Victor Moore plays vagrant Aloysius T McKeever, who takes over the Fifth Avenue mansion of the world’s second richest man Mike O’Connor (Charles Ruggles) when he is away at his Virginia estate. McKeever allows ex-GI Jim Bullock (Don DeFore) and 18-year-old runaway Trudy (Ann Harding) to live in the vast mansion. Jim and Trudy fall in love. There is a postwar housing crisis, so Jim invites his wartime buddies Whitey Temple (Alan Hale Jr) and Hank (Edward Ryan Jr) with their families to share the mansion till they find their own homes.

It Happened on Fifth Avenue is an odd but interesting social comedy with songs, which amuses and diverts. Charles Ruggles is a guaranteed showstopper, Victor Moore is a charmer, and the rest of the fine cast of character actors entertain too.

The title recalls Frank Capra’s It Happened One Night, and the film recalls themes from his movies, and, while it lacks Frank Capra’s charm and incisiveness, it still entertains. Actually, it nearly was a Capra movie. Liberty Films optioned the story in 1945 for Capra, but he passed and instead directed It’s a Wonderful Life. Roy Del Ruth acquired the story later in 1945.

It was shot from August 5 1946 to mid-October 1946 and bizarrely released at Easter 1947 (April 19, 1947) despite the film’s Christmas theme. It later had a lavish Hollywood premiere on May 16, 1947 at Grauman’s Chinese Theatre.

Poverty Row studio Monogram Pictures had just started a new, more upmarket division called Allied Artists Productions and this was its first film.
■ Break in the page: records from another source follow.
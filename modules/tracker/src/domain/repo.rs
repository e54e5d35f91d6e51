//! Ports for the domain layer: the persistence operations the services need.
//!
//! Implementations own referential cleanup: deletes take the documented
//! cascade closure with them (Project → Task → Comment/Attachment; a user
//! delete nullifies task assignments instead of deleting the tasks) inside a
//! single transaction. The service layer never orchestrates partial deletes.

use async_trait::async_trait;
use uuid::Uuid;

use crate::contract::model::{
    Attachment, Comment, Profile, Project, ProjectCommentCount, ProjectTaskCount, StatusCount,
    Task, TaskStatus, User,
};

#[async_trait]
pub trait UsersRepository: Send + Sync {
    async fn find_by_id(&self, id: Uuid) -> anyhow::Result<Option<User>>;
    async fn find_many(&self, ids: &[Uuid]) -> anyhow::Result<Vec<User>>;
    /// Load a user together with the stored password hash, for login.
    async fn find_for_login(&self, username: &str) -> anyhow::Result<Option<(User, String)>>;
    async fn username_exists(&self, username: &str) -> anyhow::Result<bool>;
    async fn list(&self) -> anyhow::Result<Vec<User>>;
    /// Service computes id/timestamps/hash; repo persists.
    async fn insert(&self, user: User, password_hash: String) -> anyhow::Result<()>;
    /// Delete with full closure: owned projects (and their task trees),
    /// authored comments, memberships and profile go too; assigned tasks are
    /// nullified, not deleted. Returns false when the user was absent.
    async fn delete(&self, id: Uuid) -> anyhow::Result<bool>;

    async fn find_profile(&self, user_id: Uuid) -> anyhow::Result<Option<Profile>>;
    async fn upsert_profile(&self, profile: Profile) -> anyhow::Result<()>;
}

#[async_trait]
pub trait ProjectsRepository: Send + Sync {
    async fn find_by_id(&self, id: Uuid) -> anyhow::Result<Option<Project>>;
    /// `active_only`: None = all, Some(b) filters on `is_active == b`.
    async fn list(&self, active_only: Option<bool>) -> anyhow::Result<Vec<Project>>;
    async fn insert(&self, project: Project, member_ids: &[Uuid]) -> anyhow::Result<()>;
    async fn update(&self, project: Project) -> anyhow::Result<()>;
    /// Replace the member set wholesale.
    async fn set_members(&self, project_id: Uuid, member_ids: &[Uuid]) -> anyhow::Result<()>;
    /// Membership rows for a batch of projects, as (project_id, member).
    async fn members_for(&self, project_ids: &[Uuid]) -> anyhow::Result<Vec<(Uuid, User)>>;
    /// Cascade closure; returns false when the project was absent.
    async fn delete(&self, id: Uuid) -> anyhow::Result<bool>;

    /// Per-project task counts, including projects with zero tasks.
    async fn task_counts(&self) -> anyhow::Result<Vec<ProjectTaskCount>>;
    /// Per-project comment totals across the project's tasks, including zero.
    async fn comment_counts(&self) -> anyhow::Result<Vec<ProjectCommentCount>>;
}

#[async_trait]
pub trait TasksRepository: Send + Sync {
    async fn find_by_id(&self, id: Uuid) -> anyhow::Result<Option<Task>>;
    async fn list(&self) -> anyhow::Result<Vec<Task>>;
    async fn list_by_projects(&self, project_ids: &[Uuid]) -> anyhow::Result<Vec<Task>>;
    async fn list_by_status(&self, status: TaskStatus) -> anyhow::Result<Vec<Task>>;
    async fn list_by_assignee(&self, user_id: Uuid) -> anyhow::Result<Vec<Task>>;
    /// Newest first by `created_at`, id ascending on equal timestamps.
    async fn recent(&self, limit: u64) -> anyhow::Result<Vec<Task>>;
    async fn insert(&self, task: Task) -> anyhow::Result<()>;
    async fn update(&self, task: Task) -> anyhow::Result<()>;
    /// Deletes the task's comments and attachments too.
    async fn delete(&self, id: Uuid) -> anyhow::Result<bool>;

    /// `{status, count}` for statuses with at least one task.
    async fn status_summary(&self) -> anyhow::Result<Vec<StatusCount>>;
}

#[async_trait]
pub trait CommentsRepository: Send + Sync {
    async fn find_by_id(&self, id: Uuid) -> anyhow::Result<Option<Comment>>;
    async fn list(&self) -> anyhow::Result<Vec<Comment>>;
    async fn list_by_task(&self, task_id: Uuid) -> anyhow::Result<Vec<Comment>>;
    async fn list_by_tasks(&self, task_ids: &[Uuid]) -> anyhow::Result<Vec<Comment>>;
    /// Newest first by `created_at`, id ascending on equal timestamps.
    async fn recent(&self, limit: u64) -> anyhow::Result<Vec<Comment>>;
    async fn insert(&self, comment: Comment) -> anyhow::Result<()>;
    async fn update(&self, comment: Comment) -> anyhow::Result<()>;
    async fn delete(&self, id: Uuid) -> anyhow::Result<bool>;
}

#[async_trait]
pub trait AttachmentsRepository: Send + Sync {
    async fn find_by_id(&self, id: Uuid) -> anyhow::Result<Option<Attachment>>;
    async fn list(&self) -> anyhow::Result<Vec<Attachment>>;
    async fn list_by_tasks(&self, task_ids: &[Uuid]) -> anyhow::Result<Vec<Attachment>>;
    async fn insert(&self, attachment: Attachment) -> anyhow::Result<()>;
    async fn update(&self, attachment: Attachment) -> anyhow::Result<()>;
    async fn delete(&self, id: Uuid) -> anyhow::Result<bool>;
}
//! Acting user's profile.

use std::sync::Arc;

use authn::CurrentUser;
use axum::{extract::State, Extension, Json};

use crate::api::rest::dto::{ProfileInput, ProfileView};
use crate::api::rest::error::ApiError;
use crate::api::state::AppState;

/// GET /api/profile
pub async fn get(
    State(state): State<Arc<AppState>>,
    Extension(user): Extension<CurrentUser>,
) -> Result<Json<ProfileView>, ApiError> {
    let profile = state.service.get_profile(user.id).await?;
    let account = state.service.get_user(user.id).await?;
    Ok(Json(ProfileView::from_parts(profile, account)))
}

/// PUT /api/profile
pub async fn put(
    State(state): State<Arc<AppState>>,
    Extension(user): Extension<CurrentUser>,
    Json(input): Json<ProfileInput>,
) -> Result<Json<ProfileView>, ApiError> {
    let profile = state
        .service
        .upsert_profile(user.id, input.bio, input.avatar)
        .await?;
    let account = state.service.get_user(user.id).await?;
    Ok(Json(ProfileView::from_parts(profile, account)))
}
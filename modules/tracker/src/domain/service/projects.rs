//! Project mutations and reads.

use std::collections::HashMap;

use chrono::Utc;
use tracing::{debug, info, instrument};
use uuid::Uuid;

use crate::contract::error::TrackerError;
use crate::contract::model::{NewProject, Project, ProjectDetails, ProjectPatch, User};

use super::{dedup_ids, require_non_blank, storage_error, Service};

impl Service {
    /// Create a project. The owner is always `actor` — client-supplied owner
    /// fields never reach this call. `member_ids` is the complete member set.
    #[instrument(
        name = "tracker.service.create_project",
        skip(self, input),
        fields(actor = %actor, name = %input.name)
    )]
    pub async fn create_project(
        &self,
        actor: Uuid,
        input: NewProject,
    ) -> Result<ProjectDetails, TrackerError> {
        info!("Creating project");

        require_non_blank("name", &input.name)?;
        // The owner must resolve; a stale token is not an internal error.
        self.get_user(actor).await?;
        let member_ids = dedup_ids(input.member_ids.into_iter());
        self.require_users_exist(&member_ids).await?;

        let now = Utc::now();
        let project = Project {
            id: Uuid::new_v4(),
            name: input.name,
            description: input.description,
            owner_id: actor,
            created_at: now,
            updated_at: now,
            is_active: input.is_active,
        };

        self.projects
            .insert(project.clone(), &member_ids)
            .await
            .map_err(storage_error)?;

        info!("Created project id={}", project.id);
        self.project_details(project.id).await
    }

    /// Partial update. Supplying `member_ids` replaces the member set
    /// wholesale; the owner is never mutable through this call.
    #[instrument(
        name = "tracker.service.update_project",
        skip(self, patch),
        fields(project_id = %id)
    )]
    pub async fn update_project(
        &self,
        id: Uuid,
        patch: ProjectPatch,
    ) -> Result<ProjectDetails, TrackerError> {
        info!("Updating project");

        let mut project = self.require_project(id).await?;

        if let Some(ref name) = patch.name {
            require_non_blank("name", name)?;
        }
        if let Some(ref member_ids) = patch.member_ids {
            self.require_users_exist(member_ids).await?;
        }

        if let Some(name) = patch.name {
            project.name = name;
        }
        if let Some(description) = patch.description {
            project.description = description;
        }
        if let Some(is_active) = patch.is_active {
            project.is_active = is_active;
        }
        project.updated_at = Utc::now();

        self.projects
            .update(project.clone())
            .await
            .map_err(storage_error)?;
        if let Some(member_ids) = patch.member_ids {
            let member_ids = dedup_ids(member_ids.into_iter());
            self.projects
                .set_members(id, &member_ids)
                .await
                .map_err(storage_error)?;
        }

        self.project_details(id).await
    }

    /// Delete a project and its full task tree. Returns false when the
    /// project was already absent — the only delete that tolerates a no-op,
    /// so both projections can surface it as `ok=false`/404 respectively.
    #[instrument(name = "tracker.service.delete_project", skip(self), fields(project_id = %id))]
    pub async fn delete_project(&self, id: Uuid) -> Result<bool, TrackerError> {
        info!("Deleting project");
        self.projects.delete(id).await.map_err(storage_error)
    }

    pub async fn get_project(&self, id: Uuid) -> Result<Project, TrackerError> {
        self.require_project(id).await
    }

    /// `active_only`: None lists all projects.
    pub async fn list_projects(
        &self,
        active_only: Option<bool>,
    ) -> Result<Vec<Project>, TrackerError> {
        self.projects.list(active_only).await.map_err(storage_error)
    }

    #[instrument(name = "tracker.service.project_details", skip(self), fields(project_id = %id))]
    pub async fn project_details(&self, id: Uuid) -> Result<ProjectDetails, TrackerError> {
        let project = self.require_project(id).await?;
        let mut details = self.assemble_project_details(vec![project]).await?;
        // One input row always produces exactly one detail row.
        details
            .pop()
            .ok_or_else(|| TrackerError::internal("project details assembly produced no row"))
    }

    #[instrument(name = "tracker.service.list_project_details", skip(self))]
    pub async fn list_project_details(
        &self,
        active_only: Option<bool>,
    ) -> Result<Vec<ProjectDetails>, TrackerError> {
        let projects = self.list_projects(active_only).await?;
        debug!("Assembling details for {} projects", projects.len());
        self.assemble_project_details(projects).await
    }

    async fn assemble_project_details(
        &self,
        projects: Vec<Project>,
    ) -> Result<Vec<ProjectDetails>, TrackerError> {
        let project_ids: Vec<Uuid> = projects.iter().map(|p| p.id).collect();

        let owner_ids = dedup_ids(projects.iter().map(|p| p.owner_id));
        let owners = self
            .users
            .find_many(&owner_ids)
            .await
            .map_err(storage_error)?;
        let owners: HashMap<Uuid, User> = owners.into_iter().map(|u| (u.id, u)).collect();

        let mut members_by_project: HashMap<Uuid, Vec<User>> = HashMap::new();
        for (project_id, member) in self
            .projects
            .members_for(&project_ids)
            .await
            .map_err(storage_error)?
        {
            members_by_project
                .entry(project_id)
                .or_default()
                .push(member);
        }

        let tasks = self
            .tasks
            .list_by_projects(&project_ids)
            .await
            .map_err(storage_error)?;
        let task_details = self.assemble_task_details(tasks).await?;
        let mut tasks_by_project: HashMap<Uuid, Vec<_>> = HashMap::new();
        for detail in task_details {
            tasks_by_project
                .entry(detail.task.project_id)
                .or_default()
                .push(detail);
        }

        projects
            .into_iter()
            .map(|project| {
                let owner = owners.get(&project.owner_id).cloned().ok_or_else(|| {
                    TrackerError::integrity(format!(
                        "project {} references missing owner {}",
                        project.id, project.owner_id
                    ))
                })?;
                let members = members_by_project.remove(&project.id).unwrap_or_default();
                let tasks = tasks_by_project.remove(&project.id).unwrap_or_default();
                Ok(ProjectDetails {
                    project,
                    owner,
                    members,
                    tasks,
                })
            })
            .collect()
    }

    pub(crate) async fn require_project(&self, id: Uuid) -> Result<Project, TrackerError> {
        self.projects
            .find_by_id(id)
            .await
            .map_err(storage_error)?
            .ok_or_else(|| TrackerError::not_found("Project", id))
    }

    pub(crate) async fn require_users_exist(&self, ids: &[Uuid]) -> Result<(), TrackerError> {
        if ids.is_empty() {
            return Ok(());
        }
        let found = self.users.find_many(ids).await.map_err(storage_error)?;
        if found.len() != dedup_ids(ids.iter().copied()).len() {
            let found_ids: std::collections::HashSet<Uuid> =
                found.into_iter().map(|u| u.id).collect();
            let missing = ids
                .iter()
                .find(|id| !found_ids.contains(id))
                .copied()
                .unwrap_or_default();
            return Err(TrackerError::not_found("User", missing));
        }
        Ok(())
    }
}
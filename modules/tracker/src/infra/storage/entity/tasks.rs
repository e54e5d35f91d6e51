use chrono::{DateTime, NaiveDate, Utc};
use sea_orm::entity::prelude::*;
use uuid::Uuid;

#[derive(Clone, Debug, PartialEq, DeriveEntityModel)]
#[sea_orm(table_name = "tasks")]
pub struct Model {
    #[sea_orm(primary_key, auto_increment = false)]
    pub id: Uuid,
    pub project_id: Uuid,
    pub title: String,
    #[sea_orm(column_type = "Text")]
    pub description: String,
    pub assigned_to: Option<Uuid>,
    /// Stored as the wire value ("TODO", "INPR", "DONE"); the mapper owns
    /// the conversion to the domain enum.
    pub status: String,
    pub due_date: Option<NaiveDate>,
    pub created_at: DateTime<Utc>,
}

#[derive(Copy, Clone, Debug, EnumIter, DeriveRelation)]
pub enum Relation {
    #[sea_orm(
        belongs_to = "super::projects::Entity",
        from = "Column::ProjectId",
        to = "super::projects::Column::Id"
    )]
    Project,
    #[sea_orm(
        belongs_to = "super::users::Entity",
        from = "Column::AssignedTo",
        to = "super::users::Column::Id"
    )]
    Assignee,
    #[sea_orm(has_many = "super::comments::Entity")]
    Comments,
    #[sea_orm(has_many = "super::attachments::Entity")]
    Attachments,
}

impl Related<super::projects::Entity> for Entity {
    fn to() -> RelationDef {
        Relation::Project.def()
    }
}

impl Related<super::comments::Entity> for Entity {
    fn to() -> RelationDef {
        Relation::Comments.def()
    }
}

impl Related<super::attachments::Entity> for Entity {
    fn to() -> RelationDef {
        Relation::Attachments.def()
    }
}

impl ActiveModelBehavior for ActiveModel {}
It cost a riskily high amount of more than $1,200,000 when the average Hollywood film cost about $800,000, though it took $1.8 million at the box office, so it may still have been profitable.

Cast: Don DeFore, Ann Harding, Charles Ruggles, Victor Moore, Gale Storm, Grant Mitchell, Edward Brophy, Cathy Carter, Edward Ryan Jr, Dorothea Kent, Arthur Hohl, Alan Hale Jr, Chester Clute.

It Happened on Fifth Avenue is directed by Roy Del Ruth, runs 116 minutes, is made by Roy Del Ruth Productions, is released by Allied Artists, is written by Everett Freeman, Frederick Stephani (story) and Herbert Clyde Lewis (story) and Vick Knight (additional dialogue), is shot in black and white by Henry Sharp, is produced by Roy Del Ruth, and is scored by Edward Ward.

Herbert Clyde Lewis and Frederick Stephani were nominated for the Best Story Oscar but lost to Valentine Davies for another Christmas-themed film, Miracle on 34th Street.

Monogram Pictures’ musical star Gale Storm rehearsed the film’s four songs before production, but she was told by Roy Del Ruth that her singing would be dubbed by another singer. She recalled: ‘I couldn’t believe it. I thought that maybe the director didn’t know I’d been singing and dancing in films, and that if I spoke to him he’d let me do my own numbers. Well, I asked him, and he said no.  It was humiliating.’